Comportamenti in vivo e in vitro diversi in importante meccanismo di secrezione della cellula
L’esocitosi, il processo fondamentale attraverso cui le cellule secernono ormoni come l’insulina e altre sostanze utili in biologia, è regolata molto diversamente negli esseri viventi rispetto alle culture in laboratorio di tessuti e organi espiantati, secondo una ricerca presentata alla American Society of Cell Biology, in occasione della 50-sima riunione annuale a Philadelphia.

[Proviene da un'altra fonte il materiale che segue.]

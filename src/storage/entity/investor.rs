use sea_orm::entity::prelude::*;
use serde::{Deserialize, Serialize};

#[derive(Clone, Debug, PartialEq, DeriveEntityModel, Serialize, Deserialize)]
#[sea_orm(table_name = "investors")]
pub struct Model {
    #[sea_orm(primary_key)]
    pub id: i32,
    #[sea_orm(unique, nullable)]
    pub cik: Option<String>,
    pub name: String,
    // `type` 是关键字，列名保持原样
    #[sea_orm(column_name = "type", nullable)]
    pub investor_type: Option<String>,
    #[sea_orm(nullable)]
    pub address: Option<String>,
    #[sea_orm(nullable)]
    pub city: Option<String>,
    #[sea_orm(nullable)]
    pub state: Option<String>,
    #[sea_orm(nullable)]
    pub country: Option<String>,

    #[sea_orm(nullable)]
    pub aum_estimate: Option<String>,
    #[sea_orm(nullable)]
    pub aum_min: Option<f64>,
    #[sea_orm(nullable)]
    pub aum_max: Option<f64>,
    #[sea_orm(nullable)]
    pub investment_focus: Option<String>,
    #[sea_orm(nullable)]
    pub stage_preference: Option<String>,
    #[sea_orm(nullable)]
    pub sectors: Option<String>, // 逗号分隔，原样保存
    #[sea_orm(nullable)]
    pub geography: Option<String>,
    #[sea_orm(nullable)]
    pub check_size_min: Option<f64>,
    #[sea_orm(nullable)]
    pub check_size_max: Option<f64>,

    #[sea_orm(nullable)]
    pub website: Option<String>,
    #[sea_orm(nullable)]
    pub contact_email: Option<String>,
    #[sea_orm(nullable)]
    pub phone: Option<String>,
    #[sea_orm(nullable)]
    pub linkedin_url: Option<String>,
    #[sea_orm(nullable)]
    pub notable_investments: Option<String>,
    #[sea_orm(nullable)]
    pub decision_makers: Option<String>,
    #[sea_orm(nullable)]
    pub investment_thesis: Option<String>,
    #[sea_orm(nullable)]
    pub recent_activity: Option<String>,
    #[sea_orm(nullable)]
    pub sec_url: Option<String>,
    #[sea_orm(nullable)]
    pub crunchbase_url: Option<String>,

    // 来源信息
    pub data_sources_json: String, // JSON array
    #[sea_orm(nullable)]
    pub data_quality_score: Option<f64>,

    // 关注标记（以此为准）
    pub has_ai_focus: bool,
    pub has_fintech_focus: bool,
    pub has_music_focus: bool,

    #[sea_orm(nullable)]
    pub last_updated: Option<String>,
    #[sea_orm(nullable)]
    pub scraped_at: Option<String>,
}

#[derive(Copy, Clone, Debug, EnumIter, DeriveRelation)]
pub enum Relation {}

impl ActiveModelBehavior for ActiveModel {}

I risultati, inaspettati, che la regolazione dell’esocitosi “in vivo” non è la stessa che nel processo a lungo studiato “in vitro” è un avvertimento che esiste un enorme divario tra gli esperimenti di laboratorio e la biologia delle cellule vive negli animali e negli esseri umani, ha detto Robert Weigert, del National Institutes of Health (NIH), Istituto Nazionale di Ricerca dentale e craniofacciale (NIDCR).
Durante l’esocitosi, una cellula impacchetta internamente le sue secrezioni e le traghetta verso la membrana plasmatica (PM) che delimita la cellula dall’ambiente circostante.
Lì i pacchetti, che sono chiamati vescicole secretorie, si fondono con la membrana cellulare e quindi viene espulso il loro contenuto. Il processo è stato studiato per decenni in esperimenti su cellule e tessuti cresciuti in coltura.
Grazie alla tecnologia di microscopia ottica di imaging intravitale, Weigert e colleghi sono stati in grado di determinare per la prima volta come l’esocitosi si verifica effettivamente nelle ghiandole salivari di un topo vivo.
Secondo i precedenti studi in vitro delle ghiandole salivari, le vescicole secretorie si fondono con la membrana, formando stringhe di vescicole in un processo stimolato da due classi di interruttori chimici, muscarinici e recettori beta-adrenergici.
Tuttavia, quando gli scienziati hanno esaminato il processo in vivo, hanno visto le vescicole secretorie fuse, non in stringhe, ma una ad una singolarmente con la membrana plasmatica e sotto stimolazione dei soli recettori beta-adrenergici.
Loro ulteriori studi in vivo hanno rivelato che il fassaggio della fusione con la membrana richiede il montaggio di una specie di impalcatura attorno alla membrana delle vescicole.
Questa impalcatura contiene actina, una proteina che forma filamenti, e miosina II, una proteina che si lega ai filamenti di actina multipli. Una volta montate, queste molecole generano una forza contrattile che spinge le membrane e guida il processo di fusione fino al completamento.
Le differenze molecolari tra “in vivo” e “in vitro” possono sembrare minori, ma possono invece avere un grande impatto, ha detto Weigert, perché l’esocitosi è fondamentale per comprendere la base delle disfunzioni secretore come il diabete, in cui è l’insulina a venire trasportata in vescicole di secrezione fuori dalla membrana cellulare.